Chapter 5 rewrites our basic interpreter in continuation-passing style. The control structure that is needed to run the interpreter thereby shifts from recursion to iteration. This exposes the control mechanisms of the interpreted language, and strengthens one's intuition for control issues in general. It also allows us to extend the language with trampolining, exception-handling, and multithreading mechanisms.

Chapter 6 is the companion to the previous chapter. There we show how to transform our familiar interpreter into continuation-passing style; here we show how to accomplish this for a much larger class of programs. Continuation-passing style is a powerful programming tool, for it allows any sequential control mechanism to be implemented in almost any language. The algorithm is also an example of an abstractly specified source-to-source program transformation.

Chapter 7 turns the language of chapter 3 into a typed language. First we implement a type checker. Then we show how the types in a program can be deduced by a unification-based type inference algorithm.

Chapter 8 builds typed modules relying heavily on an understanding of the previous chapter. Modules allow us to build and enforce abstraction boundaries, and they offer a new kind of scoping.

Chapter 9 presents the basic concepts of object-oriented languages, centered on classes. We first develop an efficient run-time architecture, which is used as the basis for the material in the second part of the chapter. The second part combines the ideas of the type checker of chapter 7 with those of the object-oriented language of the first part, leading to a conventional typed object-oriented language. This requires introducing new concepts including interfaces, abstract methods, and casting.

Appendix A, For Further Reading, explains where each of the ideas in the book has come from. This is a personal walk-through allowing the reader the opportunity to visit each topic from the original paper, though in some cases, we have just chosen an accessible source.

Finally, appendix B describes our SLLGEN parsing system.
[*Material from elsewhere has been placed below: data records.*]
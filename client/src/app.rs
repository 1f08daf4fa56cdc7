//! Root application component with routing and context providers.
//!
//! ARCHITECTURE
//! ============
//! [`Services`] holds the framework-free stores. Each store's state is
//! mirrored into an `RwSignal` through a subscription, and components read
//! those signals from context. The auth store bootstraps once, in the browser
//! only, so server and first client render agree on `loading = true`.

use std::sync::Arc;

use leptos::prelude::*;
use leptos_meta::{MetaTags, Stylesheet, Title, provide_meta_context};
use leptos_router::{
    ParamSegment, StaticSegment,
    components::{Redirect, Route, Router, Routes},
};

use crate::components::guard::{AuthGuard, GuestGuard};
use crate::components::nav_bar::NavBar;
use crate::components::notice_tray::NoticeTray;
use crate::config::ClientConfig;
use crate::net::api::ApiClient;
use crate::net::transport::Transport;
use crate::pages::{
    blogs::{BlogDetailPage, BlogsPage},
    dashboard::DashboardPage,
    login::LoginPage,
    not_authorized::NotAuthorizedPage,
    pending_blogs::PendingBlogsPage,
    profile::ProfilePage,
    signup::SignupPage,
};
use crate::state::auth::{AuthState, AuthStore};
use crate::state::blogs::{BlogState, BlogStore};
use crate::state::notices::{NoticeState, Notices};
use crate::state::store::Store;
use crate::util::host::Host;

/// Roles admitted to the moderation queue.
pub const ADMIN_ROLES: [&str; 2] = ["admin", "super-admin"];

/// Stores shared through context.
#[derive(Clone)]
pub struct Services {
    pub auth: Arc<AuthStore>,
    pub blogs: Arc<BlogStore>,
    pub notices: Notices,
}

impl Services {
    pub fn new(host: &Host, config: &ClientConfig, transport: Arc<dyn Transport>) -> Self {
        let api = Arc::new(ApiClient::new(config.api_url.clone(), transport));
        let notices = Notices::new();
        Self {
            auth: Arc::new(AuthStore::new(host, api.clone(), notices.clone())),
            blogs: Arc::new(BlogStore::new(api, notices.clone())),
            notices,
        }
    }

    /// Services for the current environment.
    pub fn detect() -> Self {
        #[cfg(feature = "hydrate")]
        let transport: Arc<dyn Transport> = Arc::new(crate::net::transport::GlooTransport);
        #[cfg(not(feature = "hydrate"))]
        let transport: Arc<dyn Transport> = Arc::new(crate::net::transport::OfflineTransport);
        Self::new(&Host::detect(), &ClientConfig::from_build_env(), transport)
    }
}

/// Mirror `store` into a fresh signal.
fn bridge<T: Clone + Send + Sync + 'static>(store: &Store<T>) -> RwSignal<T> {
    let signal = RwSignal::new(store.get());
    store.subscribe(move |value| signal.set(value.clone()));
    signal
}

/// HTML shell rendered on the server for SSR + hydration.
pub fn shell(options: LeptosOptions) -> impl IntoView {
    view! {
        <!DOCTYPE html>
        <html lang="en">
            <head>
                <meta charset="utf-8"/>
                <meta name="viewport" content="width=device-width, initial-scale=1"/>
                <AutoReload options=options.clone()/>
                <HydrationScripts options/>
                <MetaTags/>
            </head>
            <body>
                <App/>
            </body>
        </html>
    }
}

/// Root application component.
#[component]
pub fn App() -> impl IntoView {
    provide_meta_context();

    let services = Services::detect();
    provide_context(bridge::<AuthState>(services.auth.state()));
    provide_context(bridge::<BlogState>(services.blogs.state()));
    provide_context(bridge::<NoticeState>(services.notices.store()));
    provide_context(services.clone());

    {
        let auth = services.auth.clone();
        Effect::new(move || {
            let auth = auth.clone();
            leptos::task::spawn_local(async move { auth.bootstrap().await });
        });
    }

    view! {
        <Stylesheet id="leptos" href="/pkg/inkpost.css"/>
        <Title text="Inkpost"/>

        <Router>
            <NavBar/>
            <NoticeTray/>
            <main>
                <Routes fallback=|| "Page not found.".into_view()>
                    <Route path=StaticSegment("") view=|| view! { <Redirect path="/blogs"/> }/>
                    <Route
                        path=StaticSegment("login")
                        view=|| view! { <GuestGuard><LoginPage/></GuestGuard> }
                    />
                    <Route
                        path=StaticSegment("signup")
                        view=|| view! { <GuestGuard><SignupPage/></GuestGuard> }
                    />
                    <Route
                        path=StaticSegment("dashboard")
                        view=|| view! { <AuthGuard><DashboardPage/></AuthGuard> }
                    />
                    <Route
                        path=StaticSegment("profile")
                        view=|| view! { <AuthGuard><ProfilePage/></AuthGuard> }
                    />
                    <Route
                        path=(StaticSegment("admin"), StaticSegment("pending-blogs"))
                        view=|| {
                            view! {
                                <AuthGuard allowed_roles=ADMIN_ROLES.to_vec()>
                                    <PendingBlogsPage/>
                                </AuthGuard>
                            }
                        }
                    />
                    <Route path=StaticSegment("blogs") view=BlogsPage/>
                    <Route path=(StaticSegment("blogs"), ParamSegment("id")) view=BlogDetailPage/>
                    <Route path=StaticSegment("not-authorized") view=NotAuthorizedPage/>
                </Routes>
            </main>
        </Router>
    }
}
The dependencies of the various chapters are shown in the figure below.

Usage

This material has been used in both undergraduate and graduate courses. Also, it has been used in continuing education courses for professional programmers. We assume background in data structures and experience both in a procedural language such as C, C++, or Java, and in Scheme, ML, Python, or Haskell.

Exercises are a vital part of the text and are scattered throughout. They range in difficulty from being trivial if related material is understood, to requiring many hours of thought and programming work. A great deal of material of applied, historical, and theoretical interest resides within them. We recommend that each exercise be read and some thought be given as to how to solve it. Although we write our program interpretation and transformation systems in Scheme, any language that supports both first-class procedures and assignment (ML, Common Lisp, Python, Ruby, etc.) is adequate for working the exercises.

This is a hands-on book: everything discussed in the book may be implemented within the limits of a typical university course. Because the abstraction facilities of functional programming languages are especially suited to this sort of programming, we can write substantial language-processing systems that are nevertheless compact enough that one can understand and manipulate them with reasonable effort.

The web site includes complete Scheme code for all of the interpreters and analyzers in this book. The code is written in PLT Scheme. We chose this Scheme implementation because its module system and programming environment provide a substantial advantage to the student. The code is largely R5RS-compatible, and should be easily portable to any full-featured Scheme implementation.